INSTRUCTIONS FOR THE TASK:
Output the data below line for line, exactly, up to and including the line where "on success it" appears.

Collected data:
- Opening Delimiter -

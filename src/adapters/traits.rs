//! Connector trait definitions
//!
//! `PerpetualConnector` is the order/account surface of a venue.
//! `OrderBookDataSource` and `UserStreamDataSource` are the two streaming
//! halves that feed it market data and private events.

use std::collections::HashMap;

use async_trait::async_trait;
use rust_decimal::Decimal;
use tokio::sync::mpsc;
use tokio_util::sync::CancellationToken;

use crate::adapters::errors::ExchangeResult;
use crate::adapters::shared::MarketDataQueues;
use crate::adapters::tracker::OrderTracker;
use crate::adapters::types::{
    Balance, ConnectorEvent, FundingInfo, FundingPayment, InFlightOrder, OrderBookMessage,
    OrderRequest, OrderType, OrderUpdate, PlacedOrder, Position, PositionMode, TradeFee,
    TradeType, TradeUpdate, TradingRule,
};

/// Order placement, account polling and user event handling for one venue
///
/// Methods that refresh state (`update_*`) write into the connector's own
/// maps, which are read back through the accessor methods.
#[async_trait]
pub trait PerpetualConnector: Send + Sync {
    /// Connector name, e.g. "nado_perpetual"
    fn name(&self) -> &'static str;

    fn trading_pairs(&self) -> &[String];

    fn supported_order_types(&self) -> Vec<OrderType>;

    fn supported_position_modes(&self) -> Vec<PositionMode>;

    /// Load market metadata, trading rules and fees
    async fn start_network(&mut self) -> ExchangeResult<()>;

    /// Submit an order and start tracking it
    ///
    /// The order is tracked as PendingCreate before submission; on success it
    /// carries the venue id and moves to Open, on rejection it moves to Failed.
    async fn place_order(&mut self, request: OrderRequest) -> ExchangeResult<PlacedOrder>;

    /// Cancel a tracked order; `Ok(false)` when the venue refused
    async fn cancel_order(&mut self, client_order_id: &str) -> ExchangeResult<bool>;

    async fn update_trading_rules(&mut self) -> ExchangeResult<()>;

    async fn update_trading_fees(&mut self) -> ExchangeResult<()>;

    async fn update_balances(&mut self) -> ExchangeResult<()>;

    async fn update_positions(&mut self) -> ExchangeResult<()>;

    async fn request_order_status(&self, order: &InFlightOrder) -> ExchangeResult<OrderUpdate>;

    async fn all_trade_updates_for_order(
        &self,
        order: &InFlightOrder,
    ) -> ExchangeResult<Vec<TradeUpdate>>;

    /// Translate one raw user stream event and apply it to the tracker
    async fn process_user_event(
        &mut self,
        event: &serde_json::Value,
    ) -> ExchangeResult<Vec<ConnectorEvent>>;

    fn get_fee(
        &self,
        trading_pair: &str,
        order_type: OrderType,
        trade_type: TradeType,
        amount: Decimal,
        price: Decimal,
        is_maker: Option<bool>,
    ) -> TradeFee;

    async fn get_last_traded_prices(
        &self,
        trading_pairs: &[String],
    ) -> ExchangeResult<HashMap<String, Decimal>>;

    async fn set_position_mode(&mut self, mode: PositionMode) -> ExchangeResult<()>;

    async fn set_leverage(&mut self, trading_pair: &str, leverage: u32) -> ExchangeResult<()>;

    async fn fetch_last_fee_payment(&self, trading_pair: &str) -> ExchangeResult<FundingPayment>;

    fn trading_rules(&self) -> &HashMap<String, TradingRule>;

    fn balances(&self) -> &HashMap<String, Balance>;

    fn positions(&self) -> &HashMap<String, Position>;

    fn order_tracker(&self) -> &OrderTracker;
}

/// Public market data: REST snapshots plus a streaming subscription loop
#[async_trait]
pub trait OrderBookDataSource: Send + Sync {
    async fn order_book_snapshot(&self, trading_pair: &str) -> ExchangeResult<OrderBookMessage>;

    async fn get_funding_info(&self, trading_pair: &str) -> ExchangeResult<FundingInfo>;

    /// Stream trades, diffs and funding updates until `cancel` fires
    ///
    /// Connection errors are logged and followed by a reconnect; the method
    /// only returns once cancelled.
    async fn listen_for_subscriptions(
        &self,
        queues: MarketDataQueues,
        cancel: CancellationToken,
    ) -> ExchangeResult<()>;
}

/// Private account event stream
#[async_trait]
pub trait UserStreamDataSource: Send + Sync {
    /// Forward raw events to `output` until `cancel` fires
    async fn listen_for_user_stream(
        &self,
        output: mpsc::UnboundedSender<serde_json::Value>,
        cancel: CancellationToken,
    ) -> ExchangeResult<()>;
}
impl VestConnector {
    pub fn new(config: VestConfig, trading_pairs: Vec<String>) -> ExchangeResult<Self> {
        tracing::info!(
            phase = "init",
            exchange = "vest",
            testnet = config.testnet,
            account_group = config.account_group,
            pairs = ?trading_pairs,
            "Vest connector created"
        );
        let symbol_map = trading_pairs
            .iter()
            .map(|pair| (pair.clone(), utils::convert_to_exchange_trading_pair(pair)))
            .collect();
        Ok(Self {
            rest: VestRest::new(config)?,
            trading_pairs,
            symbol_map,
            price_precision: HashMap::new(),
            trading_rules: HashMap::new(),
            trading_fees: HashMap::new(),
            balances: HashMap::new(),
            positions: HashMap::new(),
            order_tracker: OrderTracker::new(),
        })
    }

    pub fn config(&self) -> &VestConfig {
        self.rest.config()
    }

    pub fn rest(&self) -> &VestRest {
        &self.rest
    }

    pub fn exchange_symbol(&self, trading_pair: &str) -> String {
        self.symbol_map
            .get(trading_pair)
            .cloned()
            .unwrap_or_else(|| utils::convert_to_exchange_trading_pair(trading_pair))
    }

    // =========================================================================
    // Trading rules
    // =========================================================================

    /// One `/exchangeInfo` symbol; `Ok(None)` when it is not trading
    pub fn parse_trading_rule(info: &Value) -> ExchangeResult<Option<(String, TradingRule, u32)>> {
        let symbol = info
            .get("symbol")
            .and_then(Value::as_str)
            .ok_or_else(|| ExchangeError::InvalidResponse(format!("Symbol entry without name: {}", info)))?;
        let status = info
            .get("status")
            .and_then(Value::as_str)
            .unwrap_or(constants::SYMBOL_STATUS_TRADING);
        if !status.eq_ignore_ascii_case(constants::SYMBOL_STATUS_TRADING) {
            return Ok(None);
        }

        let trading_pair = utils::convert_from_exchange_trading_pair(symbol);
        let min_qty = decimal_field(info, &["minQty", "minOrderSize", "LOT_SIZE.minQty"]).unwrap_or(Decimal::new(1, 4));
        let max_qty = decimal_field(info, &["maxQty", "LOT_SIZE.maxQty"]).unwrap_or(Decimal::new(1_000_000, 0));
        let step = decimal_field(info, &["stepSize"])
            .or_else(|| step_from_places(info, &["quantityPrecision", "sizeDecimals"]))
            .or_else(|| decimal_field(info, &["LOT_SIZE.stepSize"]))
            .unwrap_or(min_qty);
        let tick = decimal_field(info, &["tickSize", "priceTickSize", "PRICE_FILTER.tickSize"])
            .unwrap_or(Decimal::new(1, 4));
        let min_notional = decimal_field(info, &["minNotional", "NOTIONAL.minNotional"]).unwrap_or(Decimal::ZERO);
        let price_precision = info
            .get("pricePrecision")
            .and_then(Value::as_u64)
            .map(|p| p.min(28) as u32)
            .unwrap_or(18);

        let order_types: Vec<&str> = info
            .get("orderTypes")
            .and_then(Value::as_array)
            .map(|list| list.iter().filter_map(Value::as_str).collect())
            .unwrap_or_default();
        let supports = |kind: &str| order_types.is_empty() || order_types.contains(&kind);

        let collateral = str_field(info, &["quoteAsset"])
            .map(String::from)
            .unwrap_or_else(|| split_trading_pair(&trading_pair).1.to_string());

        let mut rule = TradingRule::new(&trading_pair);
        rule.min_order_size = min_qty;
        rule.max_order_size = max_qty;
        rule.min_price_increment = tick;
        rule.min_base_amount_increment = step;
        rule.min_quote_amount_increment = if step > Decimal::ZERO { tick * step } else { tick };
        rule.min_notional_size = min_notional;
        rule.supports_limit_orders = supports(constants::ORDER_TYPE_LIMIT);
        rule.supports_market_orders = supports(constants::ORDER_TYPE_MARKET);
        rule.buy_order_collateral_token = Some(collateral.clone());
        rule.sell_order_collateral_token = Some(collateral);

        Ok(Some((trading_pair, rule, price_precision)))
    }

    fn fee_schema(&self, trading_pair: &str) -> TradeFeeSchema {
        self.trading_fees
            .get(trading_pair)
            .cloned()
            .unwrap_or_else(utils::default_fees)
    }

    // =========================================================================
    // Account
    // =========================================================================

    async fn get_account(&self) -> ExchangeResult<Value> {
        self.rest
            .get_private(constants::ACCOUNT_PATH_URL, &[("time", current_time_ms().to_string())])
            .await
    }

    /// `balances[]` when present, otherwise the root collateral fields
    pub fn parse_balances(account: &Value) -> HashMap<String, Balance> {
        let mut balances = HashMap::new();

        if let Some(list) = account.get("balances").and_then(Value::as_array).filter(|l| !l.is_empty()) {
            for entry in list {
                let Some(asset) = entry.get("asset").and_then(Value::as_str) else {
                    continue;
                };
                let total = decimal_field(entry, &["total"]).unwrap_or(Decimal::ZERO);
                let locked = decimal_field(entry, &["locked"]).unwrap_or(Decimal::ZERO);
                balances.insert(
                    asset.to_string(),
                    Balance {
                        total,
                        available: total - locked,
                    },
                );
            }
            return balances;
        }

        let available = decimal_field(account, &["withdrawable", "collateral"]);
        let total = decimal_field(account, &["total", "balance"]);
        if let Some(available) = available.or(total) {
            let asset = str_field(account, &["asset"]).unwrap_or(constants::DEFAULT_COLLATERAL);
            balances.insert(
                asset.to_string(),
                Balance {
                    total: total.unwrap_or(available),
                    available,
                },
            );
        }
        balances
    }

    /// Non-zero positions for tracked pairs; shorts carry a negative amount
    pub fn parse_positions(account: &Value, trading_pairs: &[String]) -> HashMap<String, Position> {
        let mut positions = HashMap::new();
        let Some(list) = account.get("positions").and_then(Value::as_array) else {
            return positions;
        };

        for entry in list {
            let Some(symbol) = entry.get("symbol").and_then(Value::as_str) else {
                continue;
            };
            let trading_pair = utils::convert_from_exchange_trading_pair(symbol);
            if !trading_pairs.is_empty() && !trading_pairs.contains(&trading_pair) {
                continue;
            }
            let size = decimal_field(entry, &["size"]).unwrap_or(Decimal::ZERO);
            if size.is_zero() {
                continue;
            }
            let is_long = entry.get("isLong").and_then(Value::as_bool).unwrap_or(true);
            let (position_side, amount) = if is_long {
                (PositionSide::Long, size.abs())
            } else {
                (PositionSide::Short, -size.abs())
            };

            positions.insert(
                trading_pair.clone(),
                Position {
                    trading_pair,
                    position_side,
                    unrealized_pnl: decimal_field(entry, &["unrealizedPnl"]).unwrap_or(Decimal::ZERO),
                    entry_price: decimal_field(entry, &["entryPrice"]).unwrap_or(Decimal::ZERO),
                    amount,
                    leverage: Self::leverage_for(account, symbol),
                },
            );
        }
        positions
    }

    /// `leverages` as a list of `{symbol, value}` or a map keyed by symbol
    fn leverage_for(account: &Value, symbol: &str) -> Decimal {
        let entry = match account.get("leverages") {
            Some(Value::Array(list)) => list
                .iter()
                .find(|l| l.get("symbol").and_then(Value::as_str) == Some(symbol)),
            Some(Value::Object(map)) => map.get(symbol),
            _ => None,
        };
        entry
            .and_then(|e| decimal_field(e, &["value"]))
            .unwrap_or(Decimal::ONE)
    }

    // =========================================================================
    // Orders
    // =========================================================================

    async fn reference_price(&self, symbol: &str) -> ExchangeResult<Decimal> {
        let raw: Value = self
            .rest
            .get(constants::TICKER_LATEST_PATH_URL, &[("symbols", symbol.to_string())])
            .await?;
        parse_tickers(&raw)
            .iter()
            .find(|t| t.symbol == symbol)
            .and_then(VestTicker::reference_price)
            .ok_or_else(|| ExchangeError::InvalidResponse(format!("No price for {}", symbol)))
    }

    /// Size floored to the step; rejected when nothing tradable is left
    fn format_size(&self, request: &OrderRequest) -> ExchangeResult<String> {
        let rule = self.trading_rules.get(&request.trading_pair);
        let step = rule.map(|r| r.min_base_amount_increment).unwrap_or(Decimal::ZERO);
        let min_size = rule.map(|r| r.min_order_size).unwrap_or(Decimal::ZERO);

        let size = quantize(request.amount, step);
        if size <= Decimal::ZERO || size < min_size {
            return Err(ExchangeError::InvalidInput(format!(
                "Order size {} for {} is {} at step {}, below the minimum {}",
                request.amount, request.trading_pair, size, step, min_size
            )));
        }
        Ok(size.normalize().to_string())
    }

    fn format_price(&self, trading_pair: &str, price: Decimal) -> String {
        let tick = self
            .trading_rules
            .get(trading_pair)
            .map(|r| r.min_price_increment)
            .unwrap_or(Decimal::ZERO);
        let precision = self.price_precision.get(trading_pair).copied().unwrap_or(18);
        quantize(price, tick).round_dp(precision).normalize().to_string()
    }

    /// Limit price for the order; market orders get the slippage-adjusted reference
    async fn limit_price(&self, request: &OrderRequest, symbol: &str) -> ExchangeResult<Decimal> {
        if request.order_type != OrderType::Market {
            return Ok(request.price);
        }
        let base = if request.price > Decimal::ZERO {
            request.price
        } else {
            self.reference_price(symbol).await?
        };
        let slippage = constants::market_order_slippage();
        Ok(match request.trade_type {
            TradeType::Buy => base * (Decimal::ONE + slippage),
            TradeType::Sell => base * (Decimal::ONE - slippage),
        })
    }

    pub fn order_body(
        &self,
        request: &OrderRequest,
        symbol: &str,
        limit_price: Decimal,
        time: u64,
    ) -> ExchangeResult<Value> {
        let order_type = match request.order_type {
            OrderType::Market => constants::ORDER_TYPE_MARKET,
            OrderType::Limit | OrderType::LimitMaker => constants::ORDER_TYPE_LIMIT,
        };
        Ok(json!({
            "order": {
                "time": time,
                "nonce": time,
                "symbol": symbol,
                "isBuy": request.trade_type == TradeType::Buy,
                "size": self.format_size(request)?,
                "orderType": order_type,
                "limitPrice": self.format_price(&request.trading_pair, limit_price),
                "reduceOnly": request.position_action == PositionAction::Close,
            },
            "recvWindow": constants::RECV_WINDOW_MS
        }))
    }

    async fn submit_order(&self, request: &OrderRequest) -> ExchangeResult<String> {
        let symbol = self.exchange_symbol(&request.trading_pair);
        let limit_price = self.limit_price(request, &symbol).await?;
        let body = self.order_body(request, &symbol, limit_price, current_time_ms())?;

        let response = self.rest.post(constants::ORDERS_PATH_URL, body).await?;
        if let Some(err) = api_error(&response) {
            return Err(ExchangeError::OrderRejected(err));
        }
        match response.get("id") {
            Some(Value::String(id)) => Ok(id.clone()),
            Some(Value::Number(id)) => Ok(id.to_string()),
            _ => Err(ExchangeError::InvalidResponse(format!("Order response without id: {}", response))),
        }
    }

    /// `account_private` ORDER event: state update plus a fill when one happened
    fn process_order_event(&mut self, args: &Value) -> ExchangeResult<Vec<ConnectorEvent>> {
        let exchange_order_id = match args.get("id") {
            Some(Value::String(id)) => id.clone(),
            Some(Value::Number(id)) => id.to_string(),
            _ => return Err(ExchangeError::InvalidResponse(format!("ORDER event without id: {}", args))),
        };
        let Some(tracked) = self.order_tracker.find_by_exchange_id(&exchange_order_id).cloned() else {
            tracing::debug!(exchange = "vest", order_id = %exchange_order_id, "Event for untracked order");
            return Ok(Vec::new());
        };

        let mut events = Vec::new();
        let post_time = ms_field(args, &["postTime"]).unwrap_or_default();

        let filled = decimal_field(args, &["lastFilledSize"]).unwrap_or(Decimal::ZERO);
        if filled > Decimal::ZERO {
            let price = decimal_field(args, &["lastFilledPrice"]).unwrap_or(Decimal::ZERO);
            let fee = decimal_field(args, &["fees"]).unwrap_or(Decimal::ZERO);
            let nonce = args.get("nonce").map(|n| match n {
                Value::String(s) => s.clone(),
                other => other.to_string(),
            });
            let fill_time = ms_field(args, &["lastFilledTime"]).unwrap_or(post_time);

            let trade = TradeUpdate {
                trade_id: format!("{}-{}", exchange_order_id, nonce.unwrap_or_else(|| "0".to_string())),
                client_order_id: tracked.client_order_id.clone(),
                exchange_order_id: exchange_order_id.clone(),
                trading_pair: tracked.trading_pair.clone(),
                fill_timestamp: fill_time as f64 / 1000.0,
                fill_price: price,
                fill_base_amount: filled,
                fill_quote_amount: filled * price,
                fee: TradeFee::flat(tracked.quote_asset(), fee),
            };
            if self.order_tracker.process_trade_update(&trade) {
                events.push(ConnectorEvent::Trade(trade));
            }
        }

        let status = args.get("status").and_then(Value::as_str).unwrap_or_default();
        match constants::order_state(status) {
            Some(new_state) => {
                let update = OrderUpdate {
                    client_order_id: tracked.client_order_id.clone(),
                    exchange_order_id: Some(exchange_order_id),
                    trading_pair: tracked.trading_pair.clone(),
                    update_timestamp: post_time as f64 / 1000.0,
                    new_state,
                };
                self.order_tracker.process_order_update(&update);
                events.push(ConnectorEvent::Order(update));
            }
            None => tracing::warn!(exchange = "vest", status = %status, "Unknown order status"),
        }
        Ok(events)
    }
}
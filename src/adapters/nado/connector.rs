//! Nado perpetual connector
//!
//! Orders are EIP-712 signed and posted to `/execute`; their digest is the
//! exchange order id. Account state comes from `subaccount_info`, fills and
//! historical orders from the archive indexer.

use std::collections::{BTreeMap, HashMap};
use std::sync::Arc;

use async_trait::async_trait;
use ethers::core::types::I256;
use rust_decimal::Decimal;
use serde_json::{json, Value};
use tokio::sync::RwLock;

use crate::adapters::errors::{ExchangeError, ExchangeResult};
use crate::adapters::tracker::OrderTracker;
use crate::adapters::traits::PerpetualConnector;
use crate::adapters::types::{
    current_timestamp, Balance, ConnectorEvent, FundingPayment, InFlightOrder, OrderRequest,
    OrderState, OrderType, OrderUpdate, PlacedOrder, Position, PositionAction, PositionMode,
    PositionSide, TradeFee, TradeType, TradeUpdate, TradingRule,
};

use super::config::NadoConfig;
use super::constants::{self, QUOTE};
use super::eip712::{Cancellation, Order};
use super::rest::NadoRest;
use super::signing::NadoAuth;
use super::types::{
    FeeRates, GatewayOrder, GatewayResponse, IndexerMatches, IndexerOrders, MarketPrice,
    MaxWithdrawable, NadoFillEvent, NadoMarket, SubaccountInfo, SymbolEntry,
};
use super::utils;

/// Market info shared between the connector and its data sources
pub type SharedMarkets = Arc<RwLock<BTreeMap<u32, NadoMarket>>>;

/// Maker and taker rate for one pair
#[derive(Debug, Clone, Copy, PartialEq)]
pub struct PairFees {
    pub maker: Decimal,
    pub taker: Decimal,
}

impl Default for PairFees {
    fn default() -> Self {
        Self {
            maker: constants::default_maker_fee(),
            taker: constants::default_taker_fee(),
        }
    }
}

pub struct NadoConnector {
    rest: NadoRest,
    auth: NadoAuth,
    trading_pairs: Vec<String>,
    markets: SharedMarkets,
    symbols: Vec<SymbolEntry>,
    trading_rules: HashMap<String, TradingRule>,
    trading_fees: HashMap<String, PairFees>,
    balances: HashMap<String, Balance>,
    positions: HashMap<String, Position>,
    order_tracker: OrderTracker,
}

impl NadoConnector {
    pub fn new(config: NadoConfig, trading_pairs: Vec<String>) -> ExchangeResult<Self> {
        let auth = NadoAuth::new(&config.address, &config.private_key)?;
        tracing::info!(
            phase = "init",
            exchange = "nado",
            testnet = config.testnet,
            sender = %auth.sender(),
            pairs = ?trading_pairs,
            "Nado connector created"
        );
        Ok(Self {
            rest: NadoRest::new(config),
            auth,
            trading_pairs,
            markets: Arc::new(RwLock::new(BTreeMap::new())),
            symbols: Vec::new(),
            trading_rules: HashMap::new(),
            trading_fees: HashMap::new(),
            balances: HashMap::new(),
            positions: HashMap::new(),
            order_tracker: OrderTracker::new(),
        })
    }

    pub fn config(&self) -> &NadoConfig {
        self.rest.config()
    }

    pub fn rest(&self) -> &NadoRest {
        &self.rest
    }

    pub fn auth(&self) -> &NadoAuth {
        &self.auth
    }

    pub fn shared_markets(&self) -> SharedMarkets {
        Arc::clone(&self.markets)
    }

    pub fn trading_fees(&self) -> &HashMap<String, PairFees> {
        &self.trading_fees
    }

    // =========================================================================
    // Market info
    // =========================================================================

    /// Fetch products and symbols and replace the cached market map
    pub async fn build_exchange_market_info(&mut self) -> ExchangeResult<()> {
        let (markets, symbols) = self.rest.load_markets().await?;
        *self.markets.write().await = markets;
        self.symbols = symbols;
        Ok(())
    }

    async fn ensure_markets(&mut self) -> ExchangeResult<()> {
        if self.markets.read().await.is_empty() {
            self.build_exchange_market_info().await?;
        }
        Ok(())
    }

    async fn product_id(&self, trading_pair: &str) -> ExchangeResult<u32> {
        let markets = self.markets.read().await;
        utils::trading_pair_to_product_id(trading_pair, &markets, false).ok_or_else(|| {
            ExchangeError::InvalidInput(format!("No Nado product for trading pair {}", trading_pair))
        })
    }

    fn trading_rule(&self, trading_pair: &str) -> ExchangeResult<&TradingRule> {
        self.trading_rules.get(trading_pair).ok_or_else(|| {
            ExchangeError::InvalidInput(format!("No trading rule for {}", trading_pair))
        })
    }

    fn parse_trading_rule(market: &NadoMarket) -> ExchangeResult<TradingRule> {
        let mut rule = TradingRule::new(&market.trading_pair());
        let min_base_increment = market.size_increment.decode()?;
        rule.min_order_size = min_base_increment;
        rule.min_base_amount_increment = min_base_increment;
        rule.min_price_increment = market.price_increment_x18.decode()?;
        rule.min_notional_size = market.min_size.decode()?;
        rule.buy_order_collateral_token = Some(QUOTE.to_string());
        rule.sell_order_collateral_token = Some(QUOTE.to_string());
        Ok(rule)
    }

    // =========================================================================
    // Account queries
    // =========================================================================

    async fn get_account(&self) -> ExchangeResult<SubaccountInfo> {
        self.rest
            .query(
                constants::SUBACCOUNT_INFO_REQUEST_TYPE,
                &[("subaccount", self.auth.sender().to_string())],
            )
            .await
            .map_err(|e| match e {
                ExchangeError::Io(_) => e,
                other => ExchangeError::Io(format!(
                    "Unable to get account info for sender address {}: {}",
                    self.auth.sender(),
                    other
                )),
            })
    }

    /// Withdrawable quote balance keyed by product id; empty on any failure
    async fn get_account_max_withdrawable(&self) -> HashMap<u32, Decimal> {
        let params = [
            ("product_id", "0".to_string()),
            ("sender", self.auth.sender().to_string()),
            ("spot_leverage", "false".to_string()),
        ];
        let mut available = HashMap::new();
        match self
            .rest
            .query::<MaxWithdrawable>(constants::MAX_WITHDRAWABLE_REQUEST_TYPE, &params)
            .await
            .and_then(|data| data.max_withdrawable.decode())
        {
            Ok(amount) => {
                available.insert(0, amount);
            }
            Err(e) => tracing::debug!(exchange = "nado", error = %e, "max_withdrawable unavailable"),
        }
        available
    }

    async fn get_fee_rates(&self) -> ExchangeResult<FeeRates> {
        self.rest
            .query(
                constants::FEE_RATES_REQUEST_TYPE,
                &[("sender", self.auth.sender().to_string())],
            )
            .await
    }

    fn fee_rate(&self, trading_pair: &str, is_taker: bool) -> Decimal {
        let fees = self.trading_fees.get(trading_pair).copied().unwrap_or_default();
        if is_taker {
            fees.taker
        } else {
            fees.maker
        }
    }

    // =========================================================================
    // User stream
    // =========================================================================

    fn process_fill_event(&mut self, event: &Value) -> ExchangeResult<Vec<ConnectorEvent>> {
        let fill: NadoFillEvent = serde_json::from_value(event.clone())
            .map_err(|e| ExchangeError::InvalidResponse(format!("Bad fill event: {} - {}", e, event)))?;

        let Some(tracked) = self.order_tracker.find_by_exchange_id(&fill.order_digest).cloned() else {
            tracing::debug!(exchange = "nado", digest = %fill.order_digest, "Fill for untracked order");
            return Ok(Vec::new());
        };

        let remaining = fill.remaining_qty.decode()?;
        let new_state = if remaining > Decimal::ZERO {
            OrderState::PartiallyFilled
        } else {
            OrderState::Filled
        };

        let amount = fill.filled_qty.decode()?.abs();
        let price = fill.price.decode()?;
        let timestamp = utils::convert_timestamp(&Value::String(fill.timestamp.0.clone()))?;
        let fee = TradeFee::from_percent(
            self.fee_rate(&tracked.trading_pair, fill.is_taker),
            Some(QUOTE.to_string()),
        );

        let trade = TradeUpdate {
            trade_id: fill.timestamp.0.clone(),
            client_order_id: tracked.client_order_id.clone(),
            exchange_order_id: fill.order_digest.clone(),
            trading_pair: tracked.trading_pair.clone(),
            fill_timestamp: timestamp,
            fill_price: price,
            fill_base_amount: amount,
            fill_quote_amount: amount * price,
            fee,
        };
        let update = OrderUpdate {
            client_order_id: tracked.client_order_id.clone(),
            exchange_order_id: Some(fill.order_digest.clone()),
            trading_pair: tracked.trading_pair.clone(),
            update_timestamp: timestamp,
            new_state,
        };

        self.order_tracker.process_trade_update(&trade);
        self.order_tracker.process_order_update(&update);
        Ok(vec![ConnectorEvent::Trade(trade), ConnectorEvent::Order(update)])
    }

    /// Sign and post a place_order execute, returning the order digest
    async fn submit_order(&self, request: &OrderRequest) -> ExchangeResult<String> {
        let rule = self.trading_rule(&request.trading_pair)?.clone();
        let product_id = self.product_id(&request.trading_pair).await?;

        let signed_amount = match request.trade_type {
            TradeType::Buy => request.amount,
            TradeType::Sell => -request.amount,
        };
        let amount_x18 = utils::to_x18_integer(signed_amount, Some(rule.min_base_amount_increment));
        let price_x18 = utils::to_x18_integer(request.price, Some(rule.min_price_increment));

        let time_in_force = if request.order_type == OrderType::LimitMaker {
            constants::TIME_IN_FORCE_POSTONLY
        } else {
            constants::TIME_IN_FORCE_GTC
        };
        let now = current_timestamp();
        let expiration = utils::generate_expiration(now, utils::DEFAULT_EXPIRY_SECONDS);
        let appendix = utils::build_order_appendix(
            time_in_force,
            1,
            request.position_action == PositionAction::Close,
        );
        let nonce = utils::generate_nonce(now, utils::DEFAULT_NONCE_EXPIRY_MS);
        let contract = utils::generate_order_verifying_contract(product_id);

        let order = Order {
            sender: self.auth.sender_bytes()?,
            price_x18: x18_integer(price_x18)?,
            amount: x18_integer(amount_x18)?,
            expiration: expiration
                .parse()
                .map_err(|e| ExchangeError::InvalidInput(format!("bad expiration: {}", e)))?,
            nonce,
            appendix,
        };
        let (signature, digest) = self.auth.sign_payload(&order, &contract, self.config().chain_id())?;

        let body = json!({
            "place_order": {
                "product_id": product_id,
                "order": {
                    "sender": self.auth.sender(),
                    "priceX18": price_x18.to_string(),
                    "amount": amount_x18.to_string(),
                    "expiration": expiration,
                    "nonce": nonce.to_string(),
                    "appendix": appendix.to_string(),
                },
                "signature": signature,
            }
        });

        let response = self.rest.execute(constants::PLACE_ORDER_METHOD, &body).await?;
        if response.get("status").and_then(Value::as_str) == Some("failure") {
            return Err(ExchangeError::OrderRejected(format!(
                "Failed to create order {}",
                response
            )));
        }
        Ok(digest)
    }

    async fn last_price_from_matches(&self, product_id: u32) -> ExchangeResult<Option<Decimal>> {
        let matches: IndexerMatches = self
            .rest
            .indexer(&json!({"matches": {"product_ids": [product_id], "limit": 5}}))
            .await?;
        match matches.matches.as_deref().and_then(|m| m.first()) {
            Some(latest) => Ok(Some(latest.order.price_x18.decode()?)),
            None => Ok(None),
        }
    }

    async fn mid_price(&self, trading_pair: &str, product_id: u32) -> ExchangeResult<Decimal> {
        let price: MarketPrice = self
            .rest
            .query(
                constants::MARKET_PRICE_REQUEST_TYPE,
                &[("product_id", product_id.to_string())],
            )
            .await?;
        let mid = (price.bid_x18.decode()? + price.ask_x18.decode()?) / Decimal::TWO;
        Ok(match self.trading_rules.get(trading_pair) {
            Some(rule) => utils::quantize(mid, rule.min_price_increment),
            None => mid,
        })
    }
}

- Closing Delimiter -

TASK RESULT:
filename src/adapters/traits.rs
//! Connector trait definitions
//!
//! `PerpetualConnector` is the order/account surface of a venue.
//! `OrderBookDataSource` and `UserStreamDataSource` are the two streaming
//! halves that feed it market data and private events.

use std::collections::HashMap;

use async_trait::async_trait;
use rust_decimal::Decimal;
use tokio::sync::mpsc;
use tokio_util::sync::CancellationToken;

use crate::adapters::errors::ExchangeResult;
use crate::adapters::shared::MarketDataQueues;
use crate::adapters::tracker::OrderTracker;
use crate::adapters::types::{
    Balance, ConnectorEvent, FundingInfo, FundingPayment, InFlightOrder, OrderBookMessage,
    OrderRequest, OrderType, OrderUpdate, PlacedOrder, Position, PositionMode, TradeFee,
    TradeType, TradeUpdate, TradingRule,
};

/// Order placement, account polling and user event handling for one venue
///
/// Methods that refresh state (`update_*`) write into the connector's own
/// maps, which are read back through the accessor methods.
#[async_trait]
pub trait PerpetualConnector: Send + Sync {
    /// Connector name, e.g. "nado_perpetual"
    fn name(&self) -> &'static str;

    fn trading_pairs(&self) -> &[String];

    fn supported_order_types(&self) -> Vec<OrderType>;

    fn supported_position_modes(&self) -> Vec<PositionMode>;

    /// Load market metadata, trading rules and fees
    async fn start_network(&mut self) -> ExchangeResult<()>;

    /// Submit an order and start tracking it
    ///
    /// The order is tracked as PendingCreate before submission; on success it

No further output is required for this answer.